Per esempio, basta con questo malvezzo di usare l’avverbio di luogo invece di quello di tempo: “in un’epoca dove…”, “è stato un anno dove…” , oppure al posto del pronome relativo: “Mina è una cantante dove ha raggiunto vette altissime”, o al posto del complemento di stato in luogo figurato: “quella dell’ingegnere è una professione dove si richiede estrema perizia”, ecc. ecc. 

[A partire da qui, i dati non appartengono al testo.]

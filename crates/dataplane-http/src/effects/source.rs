use std::io;
use std::sync::Arc;

use async_trait::async_trait;
use bytes::{Bytes, BytesMut};
use dataplane_anonymize::PayloadTransform;
use futures_util::{StreamExt, stream};
use tracing::{debug, warn};

use super::http::{ByteStream, HttpClient};
use super::part::{HttpPart, PartRef};
use super::request::RequestFactory;
use crate::core::{ResponseClass, classify};
use crate::data::{RequestParams, StreamResult};
use crate::error::{Error, Result};

/// Largest payload buffered for a transform. Bigger bodies are passed on
/// untransformed.
pub const MAX_TRANSFORM_BYTES: usize = 50 * 1024 * 1024;

/// Produces the parts of a transfer.
#[async_trait]
pub trait DataSource: Send + Sync {
    /// Issue the read and classify its outcome.
    ///
    /// On success the returned parts own the open response; reading them
    /// to the end or dropping them releases it.
    async fn open_part_stream(&self) -> Result<StreamResult<Vec<PartRef>>>;
}

/// Reads one HTTP response as a single part.
pub struct HttpDataSource<C> {
    name: String,
    request_id: String,
    params: RequestParams,
    client: Arc<C>,
    request_factory: RequestFactory,
    transform: Option<Arc<dyn PayloadTransform>>,
    transform_limit: usize,
}

impl<C: HttpClient> HttpDataSource<C> {
    pub fn new(
        client: Arc<C>,
        request_factory: RequestFactory,
        params: RequestParams,
        request_id: impl Into<String>,
    ) -> Self {
        Self {
            name: String::new(),
            request_id: request_id.into(),
            params,
            client,
            request_factory,
            transform: None,
            transform_limit: MAX_TRANSFORM_BYTES,
        }
    }

    /// Name given to the produced part.
    #[must_use]
    pub fn with_name(mut self, name: impl Into<String>) -> Self {
        self.name = name.into();
        self
    }

    /// Rewrite the response payload before it reaches the reader.
    #[must_use]
    pub fn with_transform(mut self, transform: Arc<dyn PayloadTransform>) -> Self {
        self.transform = Some(transform);
        self
    }

    /// Cap on the bytes buffered for the transform.
    #[must_use]
    pub fn with_transform_limit(mut self, limit: usize) -> Self {
        self.transform_limit = limit;
        self
    }

    pub fn name(&self) -> &str {
        &self.name
    }

    pub fn request_id(&self) -> &str {
        &self.request_id
    }

    pub fn params(&self) -> &RequestParams {
        &self.params
    }

    fn empty_body(&self, status: u16) -> Error {
        Error::EmptyBody {
            request_id: self.request_id.clone(),
            status,
        }
    }

    /// Wait for the first non-empty chunk and put it back in front of the
    /// rest of the body.
    async fn non_empty(&self, mut body: ByteStream, status: u16) -> Result<ByteStream> {
        loop {
            match body.next().await {
                Some(Ok(chunk)) if chunk.is_empty() => continue,
                Some(Ok(chunk)) => {
                    let head = stream::iter([Ok::<_, io::Error>(chunk)]);
                    return Ok(Box::pin(head.chain(body)));
                }
                Some(Err(e)) => return Err(e.into()),
                None => return Err(self.empty_body(status)),
            }
        }
    }

    /// The transform needs the whole payload, so the body is drained and
    /// the response released before the part is handed out.
    async fn transformed(
        &self,
        mut body: ByteStream,
        status: u16,
        transform: &dyn PayloadTransform,
    ) -> Result<ByteStream> {
        let mut buf = BytesMut::new();
        while let Some(chunk) = body.next().await {
            buf.extend_from_slice(&chunk?);
            if buf.len() > self.transform_limit {
                warn!(
                    request_id = %self.request_id,
                    limit = self.transform_limit,
                    "payload too large to transform, passing it on unchanged"
                );
                let head = stream::iter([Ok::<_, io::Error>(buf.freeze())]);
                return Ok(Box::pin(head.chain(body)));
            }
        }
        drop(body);

        if buf.is_empty() {
            return Err(self.empty_body(status));
        }

        let payload = Bytes::from(transform.apply(&buf).into_owned());
        debug!(request_id = %self.request_id, bytes = payload.len(), "applied payload transform");
        Ok(Box::pin(stream::iter([Ok(payload)])))
    }
}

#[async_trait]
impl<C: HttpClient> DataSource for HttpDataSource<C> {
    async fn open_part_stream(&self) -> Result<StreamResult<Vec<PartRef>>> {
        let request = self.request_factory.to_request(&self.params)?;
        debug!(request_id = %self.request_id, url = %request.url, "executing HTTP request");

        let mut response = self.client.execute(request).await.map_err(Error::call)?;
        let status = response.status;

        match classify(status) {
            ResponseClass::Success => {
                let Some(body) = response.body.take() else {
                    return Err(self.empty_body(status));
                };
                let body = match self.transform.as_deref() {
                    Some(transform) => self.transformed(body, status, transform).await?,
                    None => self.non_empty(body, status).await?,
                };
                let part: PartRef = Arc::new(HttpPart::new(self.name.clone(), body));
                Ok(StreamResult::success(vec![part]))
            }
            ResponseClass::NotAuthorized => {
                warn!(request_id = %self.request_id, status, "not authorized to read HTTP data");
                Ok(StreamResult::NotAuthorized)
            }
            ResponseClass::NotFound => {
                warn!(request_id = %self.request_id, status, "HTTP data not found");
                Ok(StreamResult::NotFound)
            }
            ResponseClass::Failed => {
                warn!(request_id = %self.request_id, status, message = %response.message, "failed to read HTTP data");
                Ok(StreamResult::error(format!(
                    "Received code transferring HTTP data: {} - {}.",
                    status, response.message
                )))
            }
        }
    }
}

Un’altra cattivissima abitudine che riguarda tutti, dallo scarsamente scolarizzato al docente universitario (passando per i livelli intermedi) è quella di utilizzare il congiuntivo imperfetto in luogo del congiuntivo presente. “Che lo facesse lui…”, “che mi dicesse cosa vuole e poi gli faccio sapere”, in spregio della grammatica e della concordanza dei tempi. Non parliamo poi dell’orribile abitudine di usare la locuzione congiuntiva “piuttosto che”, che vale “anziché” (“preferisco la mela piuttosto che la pera”, “meglio fare una passeggiata in campagna piuttosto che respirare lo smog in città”), cioè esprime la preferenza di una cosa rispetto ad un’altra, con funzione disgiuntiva, nel senso di “oppure”: “dobbiamo ancora decidere cosa fare, magari andiamo in pizzeria, piuttosto che al cinema, per trascorrere la serata”, “In Umbria mi piacerebbe visitare Gubbio, piuttosto che Assisi, piuttosto che Spoleto…”, come se le cose fossero equivalenti fra di loro. Vero che nella lingua standard è ormai tutto permesso, ma si sta esagerando con questo italianastro, come lo definisce Lino Patruno. Tornate a scuola, cari miei. Se non vi va di consultare il manuale di grammatica, ascoltate almeno la canzone di Lorenzo Baglioni, Il congiuntivo.